At admission, not in the final week. The ASAM Continuum dimensional assessment that frames intake is also the first draft of the continuing-care plan — the treatment team carries it forward through every weekly review, refines it as the client's picture changes, and finalizes specific appointments, medication bridges, and housing pieces in the last days of the stay so nothing is improvised on discharge day.

A multidisciplinary group: primary CASAC counselor, case manager, medical staff when MAT or other prescriptions are part of the picture, peer recovery advocate, and the client at the center of it. Family is included with documented consent. In New York programs, the team meets weekly through the stay rather than convening once on discharge day.

New York programs with continuing-care planning treat housing as a clinical issue, not a personal problem the client takes home with them. The case manager coordinates with sober living homes, transitional housing programs, and family resources, and the placement is confirmed before discharge rather than handed over as a list. The 536 programs in this directory include housing logistics as a standard part of the continuing-care plan.

New York continuing-care planners treat coverage continuity as a clinical priority, not a billing-office problem. The case manager assists with renewals, fresh applications, and alternate coverage paths — some programs keep a dedicated insurance specialist on staff for exactly this. "We don't handle insurance" is a warning sign in a continuing-care conversation; strong programs understand that a coverage lapse in the first month post-discharge is one of the most preventable causes of return to use.

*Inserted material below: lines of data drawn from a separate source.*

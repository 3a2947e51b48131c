use egui_plot::{HLine, Line, LineStyle, PlotPoints, PlotUi, Points, VLine};

use crate::analysis::{HoverHit, PlottedSeries};
use crate::config::PLOT_CONFIG;
use crate::ui::styles::apply_opacity;

/// Data shared by every layer for one frame.
pub struct LayerContext<'a> {
    pub series: &'a [PlottedSeries],
    pub hover: Option<&'a HoverHit>,
}

/// A standardized layer in the plot stack.
pub trait PlotLayer {
    fn render(&self, ui: &mut PlotUi, ctx: &LayerContext);
}

// Human-friendly step size (1, 2, 5, 10, 20, 50...), never below `min_step`
pub(crate) fn calculate_adaptive_step(range: f64, target_count: f64, min_step: f64) -> f64 {
    if !range.is_finite() || range <= 0.0 {
        return min_step.max(f64::MIN_POSITIVE);
    }
    let raw_step = range / target_count.max(1.0);
    let mag = 10.0_f64.powi(raw_step.log10().floor() as i32);
    let normalized = raw_step / mag;

    let nice_step = if normalized < 1.5 {
        1.0
    } else if normalized < 3.0 {
        2.0
    } else if normalized < 7.0 {
        5.0
    } else {
        10.0
    };

    (nice_step * mag).max(min_step)
}

/// Multiples of `step` inside [min, max].
pub(crate) fn grid_values(min: f64, max: f64, step: f64) -> Vec<f64> {
    if !(min.is_finite() && max.is_finite()) || step <= 0.0 || max < min {
        return Vec::new();
    }
    let start = (min / step).ceil() as i64;
    let end = (max / step).floor() as i64;
    (start..=end).map(|i| i as f64 * step).collect()
}

// ============================================================================
// 1. GRID LAYER (dashed, behind the data)
// ============================================================================
pub struct GridLayer;

impl PlotLayer for GridLayer {
    fn render(&self, plot_ui: &mut PlotUi, _ctx: &LayerContext) {
        let bounds = plot_ui.plot_bounds();
        let [x_min, y_min] = bounds.min();
        let [x_max, y_max] = bounds.max();

        let color = apply_opacity(PLOT_CONFIG.grid_color, PLOT_CONFIG.grid_opacity);
        let style = LineStyle::Dashed {
            length: PLOT_CONFIG.grid_dash_length,
        };

        // X is in whole days
        let x_step = calculate_adaptive_step(x_max - x_min, PLOT_CONFIG.grid_target_divisions, 1.0);
        for x in grid_values(x_min, x_max, x_step) {
            plot_ui.vline(
                VLine::new("", x)
                    .color(color)
                    .style(style)
                    .width(PLOT_CONFIG.grid_line_width),
            );
        }

        let y_step = calculate_adaptive_step(y_max - y_min, PLOT_CONFIG.grid_target_divisions, 0.0);
        for y in grid_values(y_min, y_max, y_step) {
            plot_ui.hline(
                HLine::new("", y)
                    .color(color)
                    .style(style)
                    .width(PLOT_CONFIG.grid_line_width),
            );
        }
    }
}

// ============================================================================
// 2. SERIES LAYER (one line per indicator, legend label = indicator name)
// ============================================================================
pub struct SeriesLayer;

impl PlotLayer for SeriesLayer {
    fn render(&self, plot_ui: &mut PlotUi, ctx: &LayerContext) {
        for series in ctx.series.iter().filter(|s| !s.is_empty()) {
            plot_ui.line(
                Line::new(series.name.clone(), PlotPoints::new(series.points.clone()))
                    .color(PLOT_CONFIG.series_color)
                    .width(PLOT_CONFIG.series_line_width),
            );
        }
    }
}

// ============================================================================
// 3. HOVER LAYER (marker on the point the tooltip describes)
// ============================================================================
pub struct HoverLayer;

impl PlotLayer for HoverLayer {
    fn render(&self, plot_ui: &mut PlotUi, ctx: &LayerContext) {
        if let Some(hit) = ctx.hover {
            plot_ui.points(
                Points::new("", vec![hit.position])
                    .radius(PLOT_CONFIG.hover_marker_radius)
                    .color(PLOT_CONFIG.hover_marker_color)
                    .filled(true),
            );
        }
    }
}
use chrono::{Local, NaiveDate};
use eframe::egui::{Button, Grid, RichText, ScrollArea, TextEdit, Ui};
use egui_extras::DatePickerButton;

use crate::data::REGISTRY;
use crate::ui::styles::UiStyleExt;
use crate::ui::{UI_CONFIG, UI_TEXT};
use crate::utils::{TimeUtils, format_date, parse_date};

/// Trait for UI panels that can be rendered
pub trait Panel {
    type Event;
    fn render(&mut self, ui: &mut Ui) -> Vec<Self::Event>;
}

#[derive(Debug, Clone, Copy, PartialEq, Eq)]
pub enum ControlsEvent {
    Query,
    ExportSpreadsheet,
    ExportImage,
}

/// User inputs the controls panel edits in place.
pub struct ControlsInputs<'a> {
    pub start_date: &'a mut String,
    pub end_date: &'a mut String,
    pub selected: &'a mut Vec<String>,
    pub spreadsheet_path: &'a mut String,
    pub image_path: &'a mut String,
}

/// Date inputs, indicator checklist, query and export buttons.
pub struct ControlsPanel<'a> {
    inputs: ControlsInputs<'a>,
    /// A query is running; everything but the inputs is locked
    busy: bool,
    /// The store holds a session
    can_export: bool,
}

impl<'a> ControlsPanel<'a> {
    pub fn new(inputs: ControlsInputs<'a>, busy: bool, can_export: bool) -> Self {
        Self {
            inputs,
            busy,
            can_export,
        }
    }

    fn render_dates(&mut self, ui: &mut Ui) {
        ui.label_subheader(&UI_TEXT.cp_date_heading);
        let today = Local::now().date_naive();
        Grid::new("date_inputs")
            .num_columns(2)
            .spacing([8.0, 4.0])
            .show(ui, |ui| {
                ui.label(&UI_TEXT.cp_start_date);
                date_picker(ui, "start_date_picker", self.inputs.start_date, today);
                ui.end_row();
                ui.label(&UI_TEXT.cp_end_date);
                date_picker(ui, "end_date_picker", self.inputs.end_date, today);
                ui.end_row();
            });
    }

    fn render_checklist(&mut self, ui: &mut Ui) {
        ui.horizontal(|ui| {
            ui.label_subheader(&UI_TEXT.cp_indicators_heading);
            if ui.small_button(&UI_TEXT.cp_select_all).clicked() {
                *self.inputs.selected = REGISTRY
                    .list_indicators()
                    .into_iter()
                    .map(String::from)
                    .collect();
            }
            if ui.small_button(&UI_TEXT.cp_select_none).clicked() {
                self.inputs.selected.clear();
            }
        });

        ScrollArea::vertical()
            .id_salt("indicator_checklist")
            .max_height(280.0)
            .show(ui, |ui| {
                let mut changed = false;
                for indicator in REGISTRY.iter() {
                    let mut on = self.inputs.selected.iter().any(|s| s == indicator.name);
                    let response = ui
                        .checkbox(&mut on, indicator.name)
                        .on_hover_text(indicator.source.to_string());
                    if response.changed() {
                        changed = true;
                        if on {
                            self.inputs.selected.push(indicator.name.to_string());
                        } else {
                            self.inputs.selected.retain(|s| s != indicator.name);
                        }
                    }
                }
                if changed {
                    *self.inputs.selected =
                        REGISTRY.in_registry_order(self.inputs.selected.as_slice());
                }
            });
    }

    fn render_exports(&mut self, ui: &mut Ui, events: &mut Vec<ControlsEvent>) {
        ui.label_subheader(&UI_TEXT.cp_export_heading);
        let enabled = self.can_export && !self.busy;

        ui.label_subdued(&UI_TEXT.cp_spreadsheet_path);
        ui.add(TextEdit::singleline(self.inputs.spreadsheet_path).desired_width(f32::INFINITY));
        let response = ui.add_enabled(enabled, Button::new(&UI_TEXT.cp_export_spreadsheet));
        if response.clicked() {
            events.push(ControlsEvent::ExportSpreadsheet);
        }
        response.on_disabled_hover_text(&UI_TEXT.cp_export_disabled_hint);

        ui.add_space(6.0);
        ui.label_subdued(&UI_TEXT.cp_image_path);
        ui.add(TextEdit::singleline(self.inputs.image_path).desired_width(f32::INFINITY));
        let response = ui.add_enabled(enabled, Button::new(&UI_TEXT.cp_export_image));
        if response.clicked() {
            events.push(ControlsEvent::ExportImage);
        }
        response.on_disabled_hover_text(&UI_TEXT.cp_export_disabled_hint);
    }
}

/// Date the picker opens on: the stored text if it parses, else `fallback`.
fn picker_seed(text: &str, fallback: NaiveDate) -> (NaiveDate, bool) {
    match parse_date(text) {
        Some(date) => (date, true),
        None => (fallback, false),
    }
}

// Dates live as text so CLI and restored values go through the same validation as a query.
// Picking a day overwrites the text; an unparsable value is flagged until then.
fn date_picker(ui: &mut Ui, id: &str, text: &mut String, fallback: NaiveDate) {
    let (mut date, valid) = picker_seed(text, fallback);
    let before = date;
    let picked = ui
        .vertical(|ui| {
            let response = ui.add(
                DatePickerButton::new(&mut date)
                    .id_salt(id)
                    .format(TimeUtils::STANDARD_DATE_FORMAT)
                    .calendar_week(false),
            );
            if !valid {
                ui.label_error(format!("{} '{}'", UI_TEXT.cp_invalid_date, text));
            }
            response.changed()
        })
        .inner;
    if picked || date != before {
        *text = format_date(date);
    }
}

impl<'a> Panel for ControlsPanel<'a> {
    type Event = ControlsEvent;

    fn render(&mut self, ui: &mut Ui) -> Vec<Self::Event> {
        let mut events = Vec::new();
        ui.heading(RichText::new(&UI_TEXT.app_title).color(UI_CONFIG.colors.heading));
        ui.add_space(8.0);

        self.render_dates(ui);
        ui.add_space(10.0);
        self.render_checklist(ui);
        ui.add_space(10.0);

        let query = ui.add_enabled(
            !self.busy,
            Button::new(RichText::new(&UI_TEXT.cp_query).strong()).min_size([120.0, 26.0].into()),
        );
        if query.clicked() {
            events.push(ControlsEvent::Query);
        }

        ui.add_space(10.0);
        ui.separator();
        self.render_exports(ui, &mut events);
        events
    }
}

#[cfg(test)]
mod tests {
    use super::*;

    #[test]
    fn picker_opens_on_stored_date() {
        let fallback = NaiveDate::from_ymd_opt(2026, 1, 1).unwrap();
        assert_eq!(
            picker_seed("2023-01-10", fallback),
            (NaiveDate::from_ymd_opt(2023, 1, 10).unwrap(), true)
        );
    }

    #[test]
    fn unparsable_text_falls_back_and_is_flagged() {
        let fallback = NaiveDate::from_ymd_opt(2026, 1, 1).unwrap();
        assert_eq!(picker_seed("10/01/2023", fallback), (fallback, false));
        assert_eq!(picker_seed("", fallback), (fallback, false));
    }
}
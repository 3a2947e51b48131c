use std::sync::mpsc::{self, Receiver, TryRecvError};
use std::thread;

use anyhow::{Context, Result};
use tokio::runtime::Builder;

use crate::data::{DataProviderAdapter, REGISTRY};
use crate::engine::{FetchError, ProgressEvent, QueryError, QueryRequest, QuerySession, run_query};

/// UI side of a query running on a background thread.
pub struct QueryHandle {
    progress_rx: Receiver<ProgressEvent>,
    result_rx: Receiver<Result<QuerySession, QueryError>>,
}

impl QueryHandle {
    /// Drains whatever progress is queued right now.
    pub fn poll_progress(&self) -> Vec<ProgressEvent> {
        self.progress_rx.try_iter().collect()
    }

    /// The outcome, once the worker has finished. A worker that died without
    /// answering is reported as a query that produced nothing.
    pub fn try_result(&self) -> Option<Result<QuerySession, QueryError>> {
        match self.result_rx.try_recv() {
            Ok(result) => Some(result),
            Err(TryRecvError::Empty) => None,
            Err(TryRecvError::Disconnected) => {
                log::error!("Query worker exited without a result");
                Some(Err(QueryError::NoDataAvailable { failures: vec![] }))
            }
        }
    }
}

/// Runs `request` against the live providers without blocking the caller.
pub fn spawn_query(request: QueryRequest) -> QueryHandle {
    spawn_query_with(request, DataProviderAdapter::live)
}

/// Same as [`spawn_query`], with the adapter built on the worker thread by `make_adapter`.
pub fn spawn_query_with<F>(request: QueryRequest, make_adapter: F) -> QueryHandle
where
    F: FnOnce() -> Result<DataProviderAdapter> + Send + 'static,
{
    let (result_tx, result_rx) = mpsc::channel();
    let (progress_tx, progress_rx) = mpsc::channel();

    thread::spawn(move || {
        let outcome = match make_adapter().and_then(|adapter| {
            let rt = Builder::new_current_thread()
                .enable_all()
                .build()
                .context("Failed to create runtime")?;
            Ok((adapter, rt))
        }) {
            Ok((adapter, rt)) => {
                rt.block_on(run_query(&adapter, &REGISTRY, &request, Some(&progress_tx)))
            }
            Err(e) => {
                log::error!("Query could not start: {:#}", e);
                Err(QueryError::NoDataAvailable {
                    failures: request
                        .indicators()
                        .iter()
                        .map(|name| FetchError::new(name.as_str(), &e))
                        .collect(),
                })
            }
        };
        let _ = result_tx.send(outcome);
    });

    QueryHandle {
        progress_rx,
        result_rx,
    }
}

#[cfg(test)]
mod tests {
    use super::*;
    use crate::data::{CentralBankProvider, QuoteProvider};
    use crate::domain::{DateRange, RawObservation};
    use anyhow::anyhow;
    use async_trait::async_trait;
    use std::time::Duration;

    struct Fixed;

    #[async_trait]
    impl CentralBankProvider for Fixed {
        async fn fetch_series(&self, _code: u32, range: &DateRange) -> Result<Vec<RawObservation>> {
            Ok(vec![RawObservation::new(range.start(), Some(13.65))])
        }
    }

    #[async_trait]
    impl QuoteProvider for Fixed {
        async fn fetch_closes(&self, _ticker: &str, range: &DateRange) -> Result<Vec<RawObservation>> {
            Ok(vec![RawObservation::new(range.end(), Some(104_000.0))])
        }
    }

    fn wait(handle: &QueryHandle) -> Result<QuerySession, QueryError> {
        for _ in 0..500 {
            if let Some(result) = handle.try_result() {
                return result;
            }
            thread::sleep(Duration::from_millis(10));
        }
        panic!("worker did not finish");
    }

    fn request() -> QueryRequest {
        QueryRequest::from_inputs(
            "2023-01-01",
            "2023-01-10",
            vec!["CDI".to_string(), "IBOV".to_string()],
        )
        .unwrap()
    }

    #[test]
    fn background_query_delivers_session() {
        let handle = spawn_query_with(request(), || {
            Ok(DataProviderAdapter::new(Box::new(Fixed), Box::new(Fixed)))
        });
        let session = wait(&handle).unwrap();
        assert_eq!(session.store.names(), vec!["CDI", "IBOV"]);
        assert!(!handle.poll_progress().is_empty());
    }

    #[test]
    fn adapter_failure_fails_every_indicator() {
        let handle = spawn_query_with(request(), || Err(anyhow!("no tls backend")));
        match wait(&handle) {
            Err(QueryError::NoDataAvailable { failures }) => {
                assert_eq!(failures.len(), 2);
                assert!(failures[0].cause.contains("no tls backend"));
            }
            other => panic!("unexpected {:?}", other.map(|s| s.store)),
        }
    }
}
//! Configuration module for the indicator desk.

mod debug;
mod persistence;
mod providers;

// Can't be private because we don't re-export it
pub mod plot;

// Re-export commonly used items
pub use debug::DF;
pub use persistence::{PERSISTENCE, default_export_path};
pub use plot::PLOT_CONFIG;
pub use providers::{PROVIDERS, SgsConfig, YahooConfig};
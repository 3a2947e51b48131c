// src/app/state.rs

use std::collections::BTreeMap;

use crate::engine::{FetchStatus, ProgressEvent, QueryRequest};

#[derive(Clone, Default)]
pub(crate) struct IdleState;

pub(crate) enum AppState {
    Idle(IdleState),
    Fetching(FetchingState),
}

impl Default for AppState {
    fn default() -> Self {
        AppState::Idle(IdleState)
    }
}

#[derive(Default, Clone)]
pub(crate) struct FetchingState {
    /// Keyed by position in the selection so the grid keeps selection order
    pub(crate) rows: BTreeMap<usize, (String, FetchStatus)>,
    pub(crate) range_label: String,
}

impl FetchingState {
    pub(crate) fn new(request: &QueryRequest) -> Self {
        Self {
            rows: request
                .indicators()
                .iter()
                .enumerate()
                .map(|(i, name)| (i, (name.clone(), FetchStatus::Pending)))
                .collect(),
            range_label: request.range().to_string(),
        }
    }

    pub(crate) fn apply(&mut self, event: ProgressEvent) {
        self.rows.insert(event.index, (event.indicator, event.status));
    }

    pub(crate) fn finished(&self) -> usize {
        self.rows.values().filter(|(_, s)| s.is_finished()).count()
    }
}

/// Blocking message shown in a modal window until acknowledged.
#[derive(Debug, Clone, PartialEq)]
pub(crate) struct Dialog {
    pub(crate) title: String,
    pub(crate) message: String,
    pub(crate) details: Vec<String>,
    pub(crate) is_error: bool,
}

impl Dialog {
    pub(crate) fn error(title: impl Into<String>, message: impl Into<String>) -> Self {
        Self {
            title: title.into(),
            message: message.into(),
            details: Vec::new(),
            is_error: true,
        }
    }

    pub(crate) fn info(title: impl Into<String>, message: impl Into<String>) -> Self {
        Self {
            is_error: false,
            ..Self::error(title, message)
        }
    }

    pub(crate) fn with_details(mut self, details: Vec<String>) -> Self {
        self.details = details;
        self
    }
}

Plans are clinical recommendations, not commands. But continuing-care coordinators track adherence and reach back out when appointments slip — many New York programs schedule 30-, 60-, and 90-day check-ins as standard practice. Stepping away from the plan is itself a clinical event worth knowing about, since the team can adjust the supports rather than waiting until a relapse forces the conversation.

New York hosts 68 New York programs with formal continuing-care planning, supported by the local medical systems and accreditation density that the work depends on. Brooklyn, Bronx, and Buffalo follow with strong continuing-care networks, and the rural reach has improved as telehealth follow-ups have become routine practice.